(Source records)
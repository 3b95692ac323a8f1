//! FlowRunner - Durable Collection Flow Engine
//!
//! Runs multi-step collection flows against a remote agent. A flow is a
//! graph of named states; a state dispatches calls and names the state
//! that handles their replies, so an instance holds no thread while it
//! waits and can be checkpointed between any two messages.
//!
//! # Architecture
//!
//! The library is organized into the following modules:
//!
//! - [`flow`]: Flow definitions, arguments, state and checkpoints
//! - [`execution`]: The engine resuming instances as replies arrive
//! - [`agent`]: Remote actions, components and the agent transport
//! - [`flows`]: Built-in flows (flash image and ACPI table dumps)
//! - [`storage`]: Durable artifact store
//! - [`monitoring`]: Per-instance execution timeline
//!
//! # Example
//!
//! ```rust,no_run
//! use std::sync::Arc;
//! use flowrunner::agent::{QueueTransport, ScriptedAgent};
//! use flowrunner::flows::builtin_registry;
//! use flowrunner::storage::FsStore;
//! use flowrunner::{load_args, FlowEngine};
//!
//! fn main() -> Result<(), Box<dyn std::error::Error>> {
//!     let outbox = QueueTransport::new();
//!     let store = Arc::new(FsStore::open("flowrunner-store")?);
//!     let mut engine = FlowEngine::new(builtin_registry(), outbox.clone(), store);
//!
//!     // Start a flow and answer its requests from a scripted agent
//!     let id = engine.start_flow("DumpACPITable", "C.0000000000000001", load_args("acpi.yaml")?)?;
//!     ScriptedAgent::load("agent.yaml")?.drive(&mut engine, &outbox)?;
//!
//!     println!("{:?}", engine.status(id));
//!     Ok(())
//! }
//! ```

pub mod agent;
pub mod error;
pub mod execution;
pub mod flow;
pub mod flows;
pub mod monitoring;
pub mod storage;

// Re-export commonly used types
pub use error::{EngineError, FlowError, ValidationError};
pub use execution::{FlowContext, FlowEngine, InstanceStatus};
pub use flow::model::{Artifact, InstanceId, OutboundCall, ResponseEnvelope};
pub use flow::parser::load_args;

/// Library version
pub const VERSION: &str = env!("CARGO_PKG_VERSION");

/// Application name
pub const APP_NAME: &str = "FlowRunner";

**Work required**. Copy every line of the records above that contains "flows".

**Task output**.
//! Runs multi-step collection flows against a remote agent. A flow is a
//! - [`flows`]: Built-in flows (flash image and ACPI table dumps)
//! use flowrunner::flows::builtin_registry;
pub mod flows;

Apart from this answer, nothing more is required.